Das heutige Soundscape-System (d&b audiotechnik), mit gleichsam unbegrenzter Kanalanzahl, bietet alle Möglichkeiten der multidirektionalen Beschallung.

„Die 3. Dimension, also die Einführung der Höhenlautsprecher spielt dabei eine wesentliche Rolle, als würde hier auch eine dritte emotionale Ebene eingeführt.“

Dolby Atmos kennen die meisten aus dem Kino. In der Musik kommen die meisten Dolby Atmos-Produktionen aus dem Bereich Klassik und Jazz, dabei dürfte gerade elektronische Musik den neuen Möglichkeiten die Dolby Atmos bietet doch besonders dankbar sein?

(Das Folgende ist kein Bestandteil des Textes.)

use serde::{Deserialize, Serialize};

/// Asset classification for catalog instruments.
#[derive(Clone, Copy, Debug, Eq, Hash, PartialEq, Serialize, Deserialize)]
#[serde(rename_all = "snake_case")]
pub enum AssetClass {
    /// Precious metal spot price (e.g. XAU-USD)
    Metal,
    /// Single listed equity
    Equity,
    /// Exchange-traded fund
    Etf,
    /// Market index (e.g. ^GSPC)
    Index,
    /// Futures contract (e.g. CL=F)
    Future,
}

/// A tradable symbol with its static reference data.
///
/// Instruments are immutable: the catalog is compiled in, loaded once, and
/// never mutated at runtime.
#[derive(Clone, Copy, Debug, Eq, PartialEq)]
pub struct Instrument {
    /// Unique symbol, also the lookup key (e.g. "QQQ", "XAU-USD")
    pub symbol: &'static str,
    /// Human-readable display name
    pub name: &'static str,
    /// Asset classification
    pub class: AssetClass,
    /// Native quote currency (ISO 4217)
    pub currency: &'static str,
}

impl Instrument {
    /// Whether this instrument is a metal spot price.
    pub fn is_metal(&self) -> bool {
        self.class == AssetClass::Metal
    }
}
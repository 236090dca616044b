//! Payload models for the goldprice.org dbXRates endpoint.

use serde::Deserialize;

/// Top-level response: `{ "ts": ..., "items": [ ... ] }`.
#[derive(Debug, Deserialize)]
pub struct GoldPriceResponse {
    #[serde(default)]
    pub items: Vec<GoldPriceItem>,
}

/// One rate item. Only the gold (XAU) fields matter here; the endpoint
/// also carries silver fields on the same object.
#[derive(Debug, Deserialize)]
pub struct GoldPriceItem {
    /// Current gold price per troy ounce in the requested currency
    #[serde(rename = "xauPrice")]
    pub xau_price: f64,

    /// Day change in price units
    #[serde(rename = "chgXau", default)]
    pub chg_xau: f64,

    // The payload also reports pcXau (day change in percent); it is left
    // out here because the percent is always recomputed from price and
    // previous close.
    /// Previous session close, absent on some snapshots
    #[serde(rename = "xauClose", default)]
    pub xau_close: Option<f64>,

    /// Currency the rates are denominated in
    #[serde(rename = "curr", default)]
    pub curr: Option<String>,
}
//! Service configuration.
//!
//! Everything the host may want to tune lives here: the relay endpoint set
//! (with response-shape tags assigned at configuration time, never probed)
//! and the pacing/probe intervals. The config is plain data, deserializable
//! from whatever layer the host uses, and is handed to
//! [`QuoteService::new`](crate::service::QuoteService::new) once at startup.

use std::time::Duration;

use serde::Deserialize;

use crate::relay::{RelayEndpoint, RelayShape};

/// Minimum spacing between any two upstream requests.
const DEFAULT_REQUEST_INTERVAL: Duration = Duration::from_millis(100);

/// Timeout for health-check probes, deliberately short.
const DEFAULT_HEALTH_TIMEOUT: Duration = Duration::from_secs(5);

/// One configured relay endpoint.
#[derive(Clone, Debug, Deserialize)]
pub struct RelayEndpointConfig {
    /// Base URL prefix the encoded target URL is appended to.
    pub base: String,
    /// How this relay wraps the upstream response.
    pub shape: RelayShape,
}

/// Tunables for the quote service.
#[derive(Clone, Debug, Deserialize)]
#[serde(default)]
pub struct ServiceConfig {
    /// Relay endpoints in priority order. At least two are recommended;
    /// the pool rotates by failure count.
    pub relays: Vec<RelayEndpointConfig>,

    /// Minimum inter-request pacing interval, shared by all callers.
    #[serde(with = "duration_ms", rename = "request_interval_ms")]
    pub request_interval: Duration,

    /// Timeout for health-check probes.
    #[serde(with = "duration_ms", rename = "health_timeout_ms")]
    pub health_timeout: Duration,
}

impl Default for ServiceConfig {
    fn default() -> Self {
        Self {
            relays: vec![
                RelayEndpointConfig {
                    base: "https://api.allorigins.win/get?url=".to_string(),
                    shape: RelayShape::Enveloped,
                },
                RelayEndpointConfig {
                    base: "https://api.codetabs.com/v1/proxy?quest=".to_string(),
                    shape: RelayShape::Passthrough,
                },
                RelayEndpointConfig {
                    base: "https://corsproxy.io/?".to_string(),
                    shape: RelayShape::Passthrough,
                },
                RelayEndpointConfig {
                    base: "https://api.allorigins.win/raw?url=".to_string(),
                    shape: RelayShape::Passthrough,
                },
            ],
            request_interval: DEFAULT_REQUEST_INTERVAL,
            health_timeout: DEFAULT_HEALTH_TIMEOUT,
        }
    }
}

impl ServiceConfig {
    /// Materialize the configured relay endpoints.
    pub fn relay_endpoints(&self) -> Vec<RelayEndpoint> {
        self.relays
            .iter()
            .map(|r| RelayEndpoint::new(r.base.clone(), r.shape))
            .collect()
    }
}

mod duration_ms {
    use std::time::Duration;

    use serde::{Deserialize, Deserializer};

    pub fn deserialize<'de, D>(deserializer: D) -> Result<Duration, D::Error>
    where
        D: Deserializer<'de>,
    {
        u64::deserialize(deserializer).map(Duration::from_millis)
    }
}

Immersive Audio war 2016, zu Beginn der Produktion, noch ziemlich frisch und kämpft auch heute darum, sich auf dem Musikmarkt zu verbreiten. Phänomene wie das Vinyl-Revival machen es nicht leichter.
Zuhilfe kommt allerdings der Heimkinosektor und die Tatsache, dass viele Filme in Dolby Atmos produziert werden. Das bringt mit der wachsenden Zahl an Atmos Soundbars schonmal die Technik ins Haus, über die man dann auch immersiv Musik hören kann.
Bei der Produktion von 3-D DER KATALOG wurde gänzlich auf die Nachbildung des Konzertsaals und auf jegliche Ambience verzichtet. Löst man sich einmal von der Vorgabe der Abbildung einer realen Situation tut sich ein ganz neuer Horizont auf, der dem Hörerlebnis Musik einen echten Mehrwert verleiht.
Die 3. Dimension, also die Einführung der Höhenlautsprecher spielt dabei eine wesentliche Rolle, als würde hier auch eine dritte emotionale Ebene eingeführt.
Somit ist diese Blu-ray als ein reines Studioalbum zu betrachten, allerdings unter Benutzung von Original- und Live-Tracks, um sowohl die Magie der Liveperformance zu erhalten, als auch die höchste Soundqualität.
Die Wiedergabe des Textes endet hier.